As the main relay 80 coil is demagnetized as described above, the contact a is opened to prevent the overcurrent generated from the generator 10 from being transferred to the storage battery 50.

As described above, the overcurrent sensing circuit 100 of the present invention provides flexibility according to the specifications of the system by varying a delay time of turning off the power according to the magnitude of the overcurrent generated. This is because, depending on the system, even if an overcurrent exceeding the rating occurs, no loss occurs for a certain time. That is, the delay time of the timer circuit is determined by setting the time that the system can withstand according to the magnitude of the generated overcurrent.

The above-described embodiment is described by taking an example of installing the relay circuit of the present invention between a DC generator and a storage battery. Therefore, the present invention can be applied to all systems powered by a direct current generator.

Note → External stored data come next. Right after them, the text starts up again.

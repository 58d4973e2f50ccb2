//! Shared fixtures for orchestrator tests.

use std::fs;
use std::path::{Path, PathBuf};
use std::sync::Arc;

use crate::config::Settings;
use crate::models::{ConversionJob, JobFlags, CUE_FILE, META_FILE, TAGS_FILE, WAV_FILE};
use crate::orchestrator::types::Context;

pub const META_YML: &str = "img:\n  - src: http://example.com/images/cover.jpg?size=large\n";

pub const TAGS_YML: &str = "\
- TITLE: Album Title
  ARTIST: Someone
- track: 1
  TITLE: First
- track: [2]
  TITLE: Second
";

/// Fake split tool: checks that the cue sheet and rip resolve from the
/// working directory, echoes a progress line with backspaces, then creates
/// `00.flac`, `01.flac` and `02.flac` in the `-d` directory.
pub const FAKE_SHNTOOL: &str = r#"#!/bin/sh
printf 'args: %s\n' "$*"
[ -f "$9" ] || { echo "cue-missing: $9"; exit 1; }
[ -f "${12}" ] || { echo "wav-missing: ${12}"; exit 1; }
printf 'Splitting [%s] (1:00.00) --> [01.flac] (0:30.00) : 10%%\b\b\b20%%\r\n' "${12}"
printf 'warning: file 1 will be too short to be burned\n' >&2
: > "$5/00.flac"
: > "$5/01.flac"
: > "$5/02.flac"
"#;

/// Fake metadata tool: prints the files it was asked to list.
pub const FAKE_METAFLAC: &str = r#"#!/bin/sh
shift 2
for f in "$@"; do
  printf '%s:  comment[0]: TITLE=x\r\n' "$f"
done
"#;

/// Write an executable shell script into `dir`.
#[cfg(unix)]
pub fn fake_tool(dir: &Path, name: &str, script: &str) -> PathBuf {
    use std::os::unix::fs::PermissionsExt;

    let path = dir.join(name);
    fs::write(&path, script).unwrap();
    fs::set_permissions(&path, fs::Permissions::from_mode(0o755)).unwrap();
    path
}

/// Create `<root>/wav/<name>` with every input file a job can need.
pub fn populated_input_dir(root: &Path, name: &str) -> PathBuf {
    let input = root.join("wav").join(name);
    fs::create_dir_all(&input).unwrap();
    fs::write(input.join(WAV_FILE), b"RIFF").unwrap();
    fs::write(input.join(CUE_FILE), "FILE \"a.wav\" WAVE\n").unwrap();
    fs::write(input.join(META_FILE), META_YML).unwrap();
    fs::write(input.join(TAGS_FILE), TAGS_YML).unwrap();
    fs::write(input.join("cover.jpg"), b"\xFF\xD8\xFFjpeg").unwrap();
    input
}

/// Settings that point both tools at fake scripts.
pub fn settings_with_tools(shntool: &Path, metaflac: &Path) -> Settings {
    let mut settings = Settings::default();
    settings.tools.shntool = shntool.display().to_string();
    settings.tools.metaflac = metaflac.display().to_string();
    settings
}

/// Context for a job over `input` with the derived output directory.
pub fn context_for(input: &Path, flags: JobFlags, settings: Settings) -> Context {
    let job = ConversionJob::new(input.to_path_buf(), None, flags);
    Context::new(job, Arc::new(settings))
}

The present invention is not limited to the above-described embodiment, and various modifications within the equivalent scope of the technical concept of the present invention and the utility model registration claims to be described below by those skilled in the art to which the present invention belongs. Of course, variations are possible.

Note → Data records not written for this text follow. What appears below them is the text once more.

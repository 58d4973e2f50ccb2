//! Command runner for external process execution.

use std::ffi::OsStr;
use std::io::{self, Read, Seek, SeekFrom};
use std::path::{Path, PathBuf};
use std::process::{Command, Stdio};

/// Captured result of one tool invocation.
#[derive(Debug, Clone, PartialEq, Eq)]
pub struct ToolOutput {
    /// Exit code, `-1` when the process was terminated by a signal.
    pub exit_code: i32,
    /// Standard output and standard error, interleaved as written.
    pub transcript: String,
}

impl ToolOutput {
    /// Whether the tool exited with code 0.
    pub fn success(&self) -> bool {
        self.exit_code == 0
    }

    /// The last `lines` lines of the transcript.
    pub fn tail(&self, lines: usize) -> String {
        let all: Vec<&str> = self.transcript.lines().collect();
        let start = all.len().saturating_sub(lines);
        all[start..].join("\n")
    }
}

/// Runs one external tool.
#[derive(Debug, Clone)]
pub struct ToolRunner {
    /// Executable path or name looked up on `PATH`.
    program: PathBuf,
}

impl ToolRunner {
    pub fn new(program: impl Into<PathBuf>) -> Self {
        Self {
            program: program.into(),
        }
    }

    /// Short tool name for messages (`shntool` for `/usr/bin/shntool`).
    pub fn name(&self) -> String {
        self.program
            .file_name()
            .unwrap_or(self.program.as_os_str())
            .to_string_lossy()
            .into_owned()
    }

    /// Render a command line for logging.
    pub fn command_line<S: AsRef<OsStr>>(&self, args: &[S]) -> String {
        let mut line = self.program.display().to_string();
        for arg in args {
            line.push(' ');
            line.push_str(&arg.as_ref().to_string_lossy());
        }
        line
    }

    /// Run the tool in `cwd` and wait for it to exit.
    ///
    /// Both output streams are redirected into one anonymous temp file so the
    /// transcript keeps their relative order. A non-zero exit is not an error
    /// here; callers decide what it means.
    pub fn run<S: AsRef<OsStr>>(&self, args: &[S], cwd: &Path) -> io::Result<ToolOutput> {
        let mut capture = tempfile::tempfile()?;

        tracing::debug!("Running: {} (in {})", self.command_line(args), cwd.display());

        let status = Command::new(&self.program)
            .args(args)
            .current_dir(cwd)
            .stdin(Stdio::null())
            .stdout(capture.try_clone()?)
            .stderr(capture.try_clone()?)
            .status()
            .map_err(|e| {
                io::Error::new(
                    e.kind(),
                    format!("failed to run {}: {}", self.program.display(), e),
                )
            })?;

        capture.seek(SeekFrom::Start(0))?;
        let mut raw = Vec::new();
        capture.read_to_end(&mut raw)?;

        Ok(ToolOutput {
            exit_code: status.code().unwrap_or(-1),
            transcript: String::from_utf8_lossy(&raw).into_owned(),
        })
    }
}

As described above, the present invention can increase the reliability and stability of the equipment because the user can adjust the overcurrent value and the cutoff time. In addition, an overvoltage protection circuit is added to enable stable use without a separate protection circuit.

Claims (6)

A power line 90; A blocking circuit for cutting off the power line (90); An overcurrent sensing circuit 100 configured to set a delay time that the system can withstand the overcurrent when the sensing current detected from the power line 90 is overcurrent and to drive the blocking circuit when the corresponding delay time has elapsed; And Cut-off relay circuit for a direct current generator, characterized in that it comprises an overvoltage detection circuit for driving the cut-off circuit when the overvoltage occurs by comparing the supply voltage with the rated voltage. The method of claim 1, wherein the overcurrent detecting circuit 100 A current detection sensor 20 for detecting an overcurrent and converting it into a voltage signal and outputting the converted signal; A plurality of variable resistors VR ₁₀ , VR ₂₀ , VR ₃₀ for distributing the converted voltage to a voltage level suitable for comparison with a reference voltage; A plurality of comparison circuits (OP ₁₀ , OP ₂₀ , OP ₃₀ ) coupled with each of the variable resistors to compare the divided voltage and the reference voltage; And a time delay circuit (110, 111, 112) operated after the system is delayed by an amount of time to withstand the overcurrent when the distribution voltage exceeds the reference voltage. The method of claim 2, And a latch circuit on the output side of the time delay circuit, wherein the overcurrent sensing circuit maintains the overcurrent state. The method of claim 2, Cut-off relay circuit for a direct current generator, characterized in that the overcurrent detection circuit 100 includes an overcurrent alarm lamp (LED ₁ , LED ₂ , LED ₃ ) for indicating the occurrence of the over current to the outside. The method of claim 1, wherein the blocking circuit And a main relay 80 installed in the power line 90, an auxiliary relay 60 for driving the main relay 80, and a switching transistor Q ₁ for driving the auxiliary relay 60. Cut-off relay circuit for direct current generator. The method of claim 5, Cut-off relay circuit for a direct current generator, characterized in that the driving of the switching transistor (Q ₁ ) is controlled by the overvoltage detection circuit (200), the overcurrent detection circuit (100) and the voltage comparison circuit (300).